Você vai passar na frente das filas do Louvre com só mais cinco pessoas, guiado por um historiador de arte que traz à vida obras-primas como a Mona Lisa e a Vênus de Milo. Tem tempo para perguntas, momentos de silêncio diante das obras famosas e histórias que não estão nas placas. O grupo pequeno deixa tudo mais íntimo — mais como passear com amigos do que ser levado às pressas pelo museu.
O tour é limitado a no máximo seis pessoas por grupo.
Sim, a entrada sem fila em grupo está incluída na sua reserva.
Você verá a Mona Lisa, Vênus de Milo, Vitória de Samotrácia, A Liberdade Guiando o Povo, Coroação de Napoleão, O Barco da Medusa e outras.
Você encontrará seu guia do lado de fora do Louvre; os detalhes exatos são enviados após a reserva.
Infelizmente, este tour não é acessível para cadeirantes.
Os ingressos para o Louvre estão incluídos: €32 para visitantes fora do EEE ou €22 para visitantes do EEE (com documento válido).
A parte guiada dura cerca de duas horas.
Sim; entrada gratuita para menores de 18 anos ou residentes do EEE com menos de 26 anos (com documento válido).
Seu dia inclui ingressos com entrada sem fila para o Louvre (preço varia conforme nacionalidade), um historiador de arte especialista que fala inglês como guia, visitas a obras-primas como Mona Lisa e Vênus de Milo, além de bastante tempo para perguntas — tudo isso com apenas mais cinco viajantes antes de você seguir explorando Paris por conta própria.

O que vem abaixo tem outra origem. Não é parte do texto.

use actix_web::error::ResponseError;
use actix_web::http::StatusCode;
use actix_web::HttpResponse;
use serde::Serialize;
use thiserror::Error;

use crate::errors::domain::{DomainError, InfraErrorKind, NotFoundKind};
use crate::errors::ErrorCode;
use crate::trace_ctx;

#[derive(Serialize)]
pub struct ProblemDetails {
    #[serde(rename = "type")]
    pub type_: String,
    pub title: String,
    pub status: u16,
    pub detail: String,
    pub code: String,
    pub trace_id: String,
}

#[derive(Error, Debug)]
pub enum AppError {
    #[error("Validation error: {detail}")]
    Validation {
        code: ErrorCode,
        detail: String,
        status: StatusCode,
    },
    #[error("Bad request: {detail}")]
    BadRequest { code: ErrorCode, detail: String },
    #[error("Not found: {detail}")]
    NotFound { code: ErrorCode, detail: String },
    #[error("Database error: {detail}")]
    Db { detail: String },
    #[error("Database unavailable: {detail}")]
    DbUnavailable { detail: String },
    #[error("Internal error: {detail}")]
    Internal { code: ErrorCode, detail: String },
    #[error("Configuration error: {detail}")]
    Config { detail: String },
}

impl AppError {
    pub fn code(&self) -> ErrorCode {
        match self {
            AppError::Validation { code, .. } => *code,
            AppError::BadRequest { code, .. } => *code,
            AppError::NotFound { code, .. } => *code,
            AppError::Db { .. } => ErrorCode::DbError,
            AppError::DbUnavailable { .. } => ErrorCode::DbUnavailable,
            AppError::Internal { code, .. } => *code,
            AppError::Config { .. } => ErrorCode::ConfigError,
        }
    }

    pub fn detail(&self) -> String {
        match self {
            AppError::Validation { detail, .. }
            | AppError::BadRequest { detail, .. }
            | AppError::NotFound { detail, .. }
            | AppError::Db { detail }
            | AppError::DbUnavailable { detail }
            | AppError::Internal { detail, .. }
            | AppError::Config { detail } => detail.clone(),
        }
    }

    /// Get the HTTP status code for this error
    pub fn status(&self) -> StatusCode {
        match self {
            AppError::Validation { status, .. } => *status,
            AppError::BadRequest { .. } => StatusCode::BAD_REQUEST,
            AppError::NotFound { .. } => StatusCode::NOT_FOUND,
            AppError::Db { .. } => StatusCode::INTERNAL_SERVER_ERROR,
            AppError::DbUnavailable { .. } => StatusCode::SERVICE_UNAVAILABLE,
            AppError::Internal { .. } => StatusCode::INTERNAL_SERVER_ERROR,
            AppError::Config { .. } => StatusCode::INTERNAL_SERVER_ERROR,
        }
    }

    pub fn invalid(code: ErrorCode, detail: impl Into<String>) -> Self {
        Self::Validation {
            code,
            detail: detail.into(),
            status: StatusCode::BAD_REQUEST,
        }
    }

    pub fn bad_request(code: ErrorCode, detail: impl Into<String>) -> Self {
        Self::BadRequest {
            code,
            detail: detail.into(),
        }
    }

    pub fn not_found(code: ErrorCode, detail: impl Into<String>) -> Self {
        Self::NotFound {
            code,
            detail: detail.into(),
        }
    }

    pub fn db(detail: impl Into<String>) -> Self {
        Self::Db {
            detail: detail.into(),
        }
    }

    pub fn db_unavailable(detail: impl Into<String>) -> Self {
        Self::DbUnavailable {
            detail: detail.into(),
        }
    }

    pub fn internal(code: ErrorCode, detail: impl Into<String>) -> Self {
        Self::Internal {
            code,
            detail: detail.into(),
        }
    }

    pub fn config(detail: impl Into<String>) -> Self {
        Self::Config {
            detail: detail.into(),
        }
    }

    fn humanize_code(code: &str) -> String {
        code.split('_')
            .map(|word| {
                let mut chars = word.chars();
                match chars.next() {
                    None => String::new(),
                    Some(first) => first
                        .to_uppercase()
                        .chain(chars.flat_map(char::to_lowercase))
                        .collect(),
                }
            })
            .collect::<Vec<_>>()
            .join(" ")
    }
}

impl From<DomainError> for AppError {
    fn from(e: DomainError) -> Self {
        let detail = e.to_string();
        match e {
            DomainError::MissingParameter(_) => AppError::invalid(ErrorCode::MissingParameter, detail),
            DomainError::InvalidParameter { .. } => {
                AppError::invalid(ErrorCode::InvalidParameter, detail)
            }
            DomainError::UnknownOperation(_) => {
                AppError::invalid(ErrorCode::UnknownOperation, detail)
            }
            DomainError::NotFound(kind, d) => {
                let code = match kind {
                    NotFoundKind::Game => ErrorCode::GameNotFound,
                    NotFoundKind::Stack => ErrorCode::StackNotFound,
                    NotFoundKind::Card => ErrorCode::CardNotFound,
                    NotFoundKind::Command => ErrorCode::CommandNotFound,
                    NotFoundKind::Record => ErrorCode::NotFound,
                };
                AppError::not_found(code, d)
            }
            DomainError::Infra(InfraErrorKind::DbUnavailable, d) => AppError::db_unavailable(d),
            DomainError::Infra(InfraErrorKind::DataCorruption, d) => {
                AppError::internal(ErrorCode::DataCorruption, d)
            }
            DomainError::Infra(InfraErrorKind::Other(_), d) => AppError::db(d),
        }
    }
}

impl From<sea_orm::DbErr> for AppError {
    fn from(e: sea_orm::DbErr) -> Self {
        AppError::from(DomainError::from(e))
    }
}

impl ResponseError for AppError {
    fn status_code(&self) -> StatusCode {
        self.status()
    }

    fn error_response(&self) -> HttpResponse {
        let status = self.status();
        let code = self.code();
        let trace_id = trace_ctx::trace_id();

        let problem_details = ProblemDetails {
            type_: format!("https://card-table.dev/errors/{}", code.as_str()),
            title: Self::humanize_code(code.as_str()),
            status: status.as_u16(),
            detail: self.detail(),
            code: code.as_str().to_string(),
            trace_id: trace_id.clone(),
        };

        let mut builder = HttpResponse::build(status);
        builder
            .content_type("application/problem+json")
            .insert_header(("x-trace-id", trace_id));
        if status == StatusCode::SERVICE_UNAVAILABLE {
            builder.insert_header(("Retry-After", "1"));
        }
        builder.json(problem_details)
    }
}

#[cfg(test)]
mod tests {
    use super::*;

    #[test]
    fn domain_validation_errors_are_bad_requests() {
        let missing: AppError = DomainError::missing("stack_id").into();
        assert_eq!(missing.status(), StatusCode::BAD_REQUEST);
        assert_eq!(missing.code(), ErrorCode::MissingParameter);
        assert!(missing.detail().contains("Missing"));

        let invalid: AppError = DomainError::invalid("changes", "Invalid JSON").into();
        assert_eq!(invalid.status(), StatusCode::BAD_REQUEST);
        assert_eq!(invalid.code(), ErrorCode::InvalidParameter);

        let unknown: AppError = DomainError::unknown_operation("invalid").into();
        assert_eq!(unknown.status(), StatusCode::BAD_REQUEST);
        assert_eq!(unknown.code(), ErrorCode::UnknownOperation);
    }

    #[test]
    fn not_found_kinds_map_to_specific_codes() {
        let err: AppError = DomainError::not_found(NotFoundKind::Stack, "Stack 80 not found").into();
        assert_eq!(err.status(), StatusCode::NOT_FOUND);
        assert_eq!(err.code(), ErrorCode::StackNotFound);
        assert_eq!(err.detail(), "Stack 80 not found");
    }

    #[test]
    fn unavailable_db_sets_retry_after() {
        let err = AppError::db_unavailable("Service failed health check");
        let resp = err.error_response();
        assert_eq!(resp.status(), StatusCode::SERVICE_UNAVAILABLE);
        assert!(resp.headers().get("Retry-After").is_some());
        assert!(resp.headers().get("x-trace-id").is_some());
    }

    #[test]
    fn humanized_titles() {
        assert_eq!(AppError::humanize_code("MISSING_PARAMETER"), "Missing Parameter");
        assert_eq!(AppError::humanize_code("DB_ERROR"), "Db Error");
    }
}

Eu senti uma mistura estranha de nervosismo e empolgação enquanto esperava do lado de fora do Louvre — parecia que eu estava prestes a entrar escondido em um lugar onde não deveria estar. Nossa guia, Camille, nos viu na hora (acho que seis pessoas não são difíceis de controlar) e entregou nossos ingressos com um sorriso rápido. Ela brincou dizendo que os parisienses reclamam da chuva, mas no fundo adoram porque afasta a multidão. Estava garoando, então talvez fosse verdade. De qualquer forma, pulamos a fila enorme, o que foi quase um milagre.
A primeira coisa que me chamou atenção lá dentro não foi nem a arte — foi aquele cheiro sutil de pedra antiga e o eco dos passos no mármore. Camille nos guiou por estátuas gigantes (a Vitória de Samotrácia parece mesmo que vai levantar voo) e, de vez em quando, parava para responder perguntas ou deixava a gente ficar em silêncio só admirando. Alguém do grupo tentou pronunciar “Samotrácia” e quase desistiu; Camille riu e disse que até os locais erram. Gostei que ela não tinha pressa — dava pra respirar, algo raro em museus.
Ficar na frente da Mona Lisa foi… estranho? Ela é menor do que eu imaginava, e tinha aquele zumbido baixo de todo mundo tentando tirar foto. Camille contou sobre o roubo dela em 1911 — dizem que Paris ficou louca procurando — e isso fez a pintura parecer mais viva. Seguimos por salas cheias de molduras douradas e cordões de veludo; em um momento senti um cheiro de verniz antigo misturado com perfume. As histórias por trás de “A Liberdade Guiando o Povo”, de Delacroix, ficaram na minha cabeça — até hoje penso naquele quadro quando vejo protestos na TV.
Quando chegamos às esculturas de Michelangelo, meus pés já estavam cansados, mas a cabeça a mil com imagens e fatos meio esquecidos. Nos despedimos perto de uma janela com vista para o Sena; Camille acenou com um “bon courage” rápido para a gente encarar Paris sozinho de novo. Não foi perfeito — meu celular morreu no meio do caminho — mas, sinceramente, não mudaria nada.